As FEAN sunsets this fall, we ask ourselves — so what? What impact has FEAN had on its members and the broader field? We recently surveyed members to obtain their perspectives on this question. A majority agree FEAN created space for funders and evaluators to highlight and engage with issues important to our field (72 percent), elevated the importance of equitable evaluation and grantmaking practices (64 percent), and increased motivation to participate in field-building efforts (53 percent). Open-ended comments provide insight into the significance of FEAN for both individual members and the broader field:

  • “FEAN has supported deeper relationships and trust with fellow evaluators and funders. It was an impact-driven space, a place where we showed up with our personal values and beliefs. It has been a really amazing experience, and I will miss it.”
  • “FEAN is part of a momentum that has gathered around evaluation in the service of equity and is as much a part of the energy as it has helped to shape it.”
  • “FEAN has helped to change the narrative about the role of evaluation in philanthropy in such a practical, action focused way. So many of the issues that have been bubbling under the surface for years were brought to the collective awareness of this group in a solutions-oriented, constructive way. I feel so much more connected to the philanthropic evaluation community and more hopeful about future directions for our field.”

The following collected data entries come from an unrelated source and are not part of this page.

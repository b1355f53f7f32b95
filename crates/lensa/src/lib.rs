// SPDX-License-Identifier: AGPL-3.0-only
// Copyright (C) 2024 Jonathan Lee
// This program is free software: you can redistribute it and/or modify
// it under the terms of the GNU Affero General Public License version 3
// as published by the Free Software Foundation.
// This program is distributed in the hope that it will be useful,
// but WITHOUT ANY WARRANTY; without even the implied warranty of
// MERCHANTABILITY or FITNESS FOR A PARTICULAR PURPOSE.
// See the GNU Affero General Public License for more details.
// You should have received a copy of the GNU Affero General Public License
// along with this program. If not, see https://www.gnu.org/licenses/.

pub mod aggregator;
pub mod classifier;
pub mod columns;
pub mod config;
pub mod error;
pub mod format;
pub mod ingest;
pub mod interpretation;
pub mod record;
pub mod selector;
pub mod statistics;

pub use aggregator::{build_series, ChartSeries, SeriesBuilder};
pub use classifier::{
    classify, ColumnClassifier, ColumnKind, ColumnProfile, DatasetAnalysis, NumericMeta,
};
pub use columns::AvailableColumns;
pub use config::{ClassifierConfig, EngineConfig, IdentifierMatch, NumberLocale};
pub use error::{ConfigError, DataError, LensaError, Result};
pub use format::format_number;
pub use interpretation::{interpret, Interpreter, Variation, NO_DATA_MESSAGE};
pub use record::{Record, Value, UNKNOWN_LABEL};
pub use selector::{select_chart_type, ChartType, ChartTypeRequest, ChartTypeSelector};
pub use statistics::{compute_statistics, Statistics, StatisticsEngine};
use serde::{Deserialize, Serialize};

/// Everything a renderer and statistics panel need for one render pass.
#[derive(Debug, Clone, PartialEq, Serialize, Deserialize)]
#[serde(rename_all = "camelCase")]
pub struct ChartReport {
    pub x_column: String,
    pub y_column: String,
    pub chart_type: ChartType,
    pub series: ChartSeries,
    pub statistics: Option<Statistics>,
    pub interpretation: String,
}

/// Entry point owning the configuration; every call recomputes from the records it is given.
pub struct ChartAdvisor {
    config: EngineConfig,
    classifier: ColumnClassifier,
    selector: ChartTypeSelector,
}
impl ChartAdvisor {
    pub fn new() -> Self {
        Self::from_parts(EngineConfig::default())
    }
    pub fn with_config(config: EngineConfig) -> Result<Self> {
        config.validate()?;
        Ok(Self::from_parts(config))
    }
    fn from_parts(config: EngineConfig) -> Self {
        Self {
            classifier: ColumnClassifier::with_config(config.classifier.clone()),
            selector: ChartTypeSelector::with_pie_max_categories(config.pie_max_categories),
            config,
        }
    }
    pub fn config(&self) -> &EngineConfig {
        &self.config
    }
    pub fn analyse(&self, records: &[Record]) -> DatasetAnalysis {
        self.classifier.classify(records)
    }
    pub fn available_columns(&self, records: &[Record]) -> AvailableColumns {
        AvailableColumns::from_analysis(&self.analyse(records))
    }
    pub fn select_chart_type(
        &self,
        records: &[Record],
        x_column: &str,
        y_column: &str,
        analysis: &DatasetAnalysis,
    ) -> ChartType {
        self.selector.select(records, x_column, y_column, analysis)
    }
    pub fn build_series(&self, records: &[Record], x_column: &str, y_column: &str) -> ChartSeries {
        SeriesBuilder::new(&self.classifier).build(records, x_column, y_column)
    }
    pub fn compute_statistics(
        &self,
        records: &[Record],
        x_column: &str,
        y_column: &str,
        request: ChartTypeRequest,
    ) -> Option<Statistics> {
        StatisticsEngine::new(&self.classifier, &self.selector, self.config.locale)
            .compute(records, x_column, y_column, request)
    }
    pub fn interpret(
        &self,
        statistics: Option<&Statistics>,
        records: &[Record],
        x_column: &str,
        y_column: &str,
    ) -> String {
        Interpreter::new(&self.classifier, self.config.locale)
            .interpret(statistics, records, x_column, y_column)
    }
    pub fn basic_summary(&self, records: &[Record]) -> String {
        Interpreter::new(&self.classifier, self.config.locale).basic_summary(records)
    }
    /// Runs the full pass for one selection. Missing axes fall back to the recommended
    /// columns; `None` means there is nothing to chart (no records, or only identifiers).
    pub fn report(
        &self,
        records: &[Record],
        x_column: Option<&str>,
        y_column: Option<&str>,
        request: ChartTypeRequest,
    ) -> Option<ChartReport> {
        if records.is_empty() {
            tracing::info!("no records to report on");
            return None;
        }
        let analysis = self.analyse(records);
        let x_column = x_column
            .map(str::to_string)
            .or_else(|| analysis.best_x_column.clone())?;
        let y_column = y_column
            .map(str::to_string)
            .or_else(|| analysis.best_y_column.clone())?;
        let chart_type = self
            .selector
            .resolve(request, records, &x_column, &y_column, &analysis);
        let series = self.build_series(records, &x_column, &y_column);
        let statistics = self.compute_statistics(records, &x_column, &y_column, chart_type.into());
        let interpretation = self.interpret(statistics.as_ref(), records, &x_column, &y_column);
        tracing::info!(
            x = %x_column,
            y = %y_column,
            chart = %chart_type,
            points = series.len(),
            "chart report assembled"
        );
        Some(ChartReport {
            x_column,
            y_column,
            chart_type,
            series,
            statistics,
            interpretation,
        })
    }
}
impl Default for ChartAdvisor {
    fn default() -> Self {
        Self::new()
    }
}

#[cfg(test)]
mod tests {
    use super::*;

    #[test]
    fn report_uses_recommended_axes() {
        let data = ingest::records_from_json_str(
            r#"[{"tahun":"2021","jumlah":3},{"tahun":"2020","jumlah":4}]"#,
        )
        .unwrap();
        let report = ChartAdvisor::new()
            .report(&data, None, None, ChartTypeRequest::Auto)
            .unwrap();
        assert_eq!(report.x_column, "tahun");
        assert_eq!(report.y_column, "jumlah");
        assert_eq!(report.chart_type, ChartType::Line);
        assert_eq!(report.series.labels, ["2020", "2021"]);
        assert_eq!(report.statistics.unwrap().chart_type, ChartType::Line);
    }

    #[test]
    fn report_honours_pinned_chart_type() {
        let data = ingest::records_from_json_str(r#"[{"kota":"A","jumlah":3}]"#).unwrap();
        let report = ChartAdvisor::new()
            .report(&data, Some("kota"), Some("jumlah"), ChartTypeRequest::Bar)
            .unwrap();
        assert_eq!(report.chart_type, ChartType::Bar);
        assert!(report.interpretation.contains("Bar Chart"));
    }

    #[test]
    fn report_needs_records_and_axes() {
        let advisor = ChartAdvisor::new();
        assert!(advisor.report(&[], None, None, ChartTypeRequest::Auto).is_none());
        let ids = ingest::records_from_json_str(r#"[{"_id":1}]"#).unwrap();
        assert!(advisor.report(&ids, None, None, ChartTypeRequest::Auto).is_none());
    }

    #[test]
    fn invalid_config_is_rejected() {
        let mut config = EngineConfig::default();
        config.classifier.sample_size = 0;
        assert!(ChartAdvisor::with_config(config).is_err());
    }

    #[test]
    fn locale_flows_into_statistics() {
        let config = EngineConfig {
            locale: NumberLocale::en_us(),
            ..Default::default()
        };
        let advisor = ChartAdvisor::with_config(config).unwrap();
        let data = ingest::records_from_json_str(r#"[{"kota":"A","jumlah":1234.5}]"#).unwrap();
        let stats = advisor
            .compute_statistics(&data, "kota", "jumlah", ChartTypeRequest::Auto)
            .unwrap();
        assert_eq!(stats.top_category, "A (1,234.50)");
    }
}
// SPDX-License-Identifier: AGPL-3.0-only
// Copyright (C) 2024 Jonathan Lee
// This program is free software: you can redistribute it and/or modify
// it under the terms of the GNU Affero General Public License version 3
// as published by the Free Software Foundation.
// This program is distributed in the hope that it will be useful,
// but WITHOUT ANY WARRANTY; without even the implied warranty of
// MERCHANTABILITY or FITNESS FOR A PARTICULAR PURPOSE.
// See the GNU Affero General Public License for more details.
// You should have received a copy of the GNU Affero General Public License
// along with this program. If not, see https://www.gnu.org/licenses/.

use crate::classifier::{ColumnClassifier, ColumnKind};
use crate::record::{coerced_number, group_label, Record};
use indexmap::IndexMap;
use serde::{Deserialize, Serialize};

/// Index-aligned labels and values ready for plotting. Labels are unique.
#[derive(Debug, Clone, PartialEq, Default, Serialize, Deserialize)]
pub struct ChartSeries {
    pub labels: Vec<String>,
    pub values: Vec<f64>,
}
impl ChartSeries {
    pub fn len(&self) -> usize {
        self.labels.len()
    }
    pub fn is_empty(&self) -> bool {
        self.labels.is_empty()
    }
    pub fn total(&self) -> f64 {
        self.values.iter().sum()
    }
    pub fn iter(&self) -> impl Iterator<Item = (&str, f64)> {
        self.labels
            .iter()
            .map(String::as_str)
            .zip(self.values.iter().copied())
    }
}
impl FromIterator<(String, f64)> for ChartSeries {
    fn from_iter<I: IntoIterator<Item = (String, f64)>>(iter: I) -> Self {
        let (labels, values) = iter.into_iter().unzip();
        Self { labels, values }
    }
}

/// Sum of the coerced `y_column` per `x_column` label, in first-seen label order.
pub(crate) fn group_sums(records: &[Record], x_column: &str, y_column: &str) -> IndexMap<String, f64> {
    let mut groups: IndexMap<String, f64> = IndexMap::new();
    for record in records {
        *groups.entry(group_label(record, x_column)).or_insert(0.0) +=
            coerced_number(record, y_column);
    }
    groups
}

/// Row count per `x_column` label, in first-seen label order.
pub(crate) fn group_counts(records: &[Record], x_column: &str) -> IndexMap<String, usize> {
    let mut groups: IndexMap<String, usize> = IndexMap::new();
    for record in records {
        *groups.entry(group_label(record, x_column)).or_insert(0) += 1;
    }
    groups
}

pub struct SeriesBuilder<'a> {
    classifier: &'a ColumnClassifier,
}
impl<'a> SeriesBuilder<'a> {
    pub fn new(classifier: &'a ColumnClassifier) -> Self {
        Self { classifier }
    }
    /// Groups rows by X. Numeric Y is summed per group, otherwise rows are counted.
    ///
    /// Date X columns are ordered by plain string comparison of their labels, so `"999"`
    /// sorts after `"2020"`.
    pub fn build(&self, records: &[Record], x_column: &str, y_column: &str) -> ChartSeries {
        if records.is_empty() {
            return ChartSeries::default();
        }
        let analysis = self.classifier.classify(records);
        if analysis.is_kind(y_column, ColumnKind::Numeric) {
            let mut pairs: Vec<(String, f64)> =
                group_sums(records, x_column, y_column).into_iter().collect();
            if analysis.is_kind(x_column, ColumnKind::Date) {
                pairs.sort_by(|a, b| a.0.cmp(&b.0));
            }
            tracing::debug!(x_column, y_column, groups = pairs.len(), "summed numeric series");
            pairs.into_iter().collect()
        } else {
            let series: ChartSeries = group_counts(records, x_column)
                .into_iter()
                .map(|(label, count)| (label, count as f64))
                .collect();
            tracing::debug!(x_column, y_column, groups = series.len(), "counted categorical series");
            series
        }
    }
}

pub fn build_series(records: &[Record], x_column: &str, y_column: &str) -> ChartSeries {
    let classifier = ColumnClassifier::new();
    SeriesBuilder::new(&classifier).build(records, x_column, y_column)
}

As we conclude this work, we also ask ourselves — now what? What else is needed to ensure learning and evaluation supports philanthropy in addressing the challenges of our time? As founders of this effort, we offer four of our own reflections on what’s needed to drive even greater impact:

  1. Reconsider philanthropy-centered learning spaces. Knowledge infrastructure in our sector often caters to where the resources are, not where change is happening. The membership model that underlies many philanthropic support organizations often favors the needs of those with the ability to pay for evaluation and learning over those without the financial means but who could also benefit. There is much foundations can learn – not just from their peers, but also from their partners in social change, including evaluators, community advocates, and nonprofit leaders. We are excited by spaces like Edge Leadership which bring together diverse changemakers together to exchange insights and build new collaborations.
  2. Center problem-solving over performance. Highly curated convenings and conferences are common in philanthropy. Who can attend, who speaks, about what, and in what format is often heavily prescribed by the host organization. FEAN, on the other hand, was open to anyone who wanted to participate. Its convening approach emphasized inclusive engagement and collective problem-solving over presentations and panels. Many experienced this as a refreshing alternative to learning spaces where the performative nature of programming inhibits open dialogue. Participants were able to hear perspectives from all kinds of different people and found these conversations helpful for catalyzing new ideas and engaging in real-time problem-solving.
  3. Invest in new knowledge infrastructure around evaluation and learning. FEAN did not operate on the traditional paid membership model and was thus charged with raising operating funds from its supporters on an annual basis. This was a process that was both time-consuming and cumbersome. Funders should reconsider their structures and processes to better incentivize collaboration and knowledge exchange across funders and evaluators. This can be done in small ways, such as by hosting evaluation partner happy hours, supporting all-access learning circles related to evaluation lessons, supporting shared professional development outlets, or investing in open-access training and engagement modules. Funders should also consider investing directly in philanthropy-supporting membership organizations to open up programming to non-member organizations, as well as pooling funding across foundations to create knowledge infrastructure for people with limited ability to pay.
  4. Deepen relationships and embrace the messiness. We are living through what we hope is a time of tremendous change in the social sector. If you’ve been around for some time, there’s a good chance you are being asked to reconsider longstanding norms and ways of working. If you are new to the sector, you may be questioning the status quo and wondering why things are the way they are. Deepening our understanding of what has been accepted and what needs to change is critically important work. Shifting the sector will require deep intention and deliberate effort. This difficult and messy work must be rooted in relationships in order to take hold. The more inclusive and connected people are, the more grounded we are in trust and shared values, the greater the likelihood of significant and lasting change.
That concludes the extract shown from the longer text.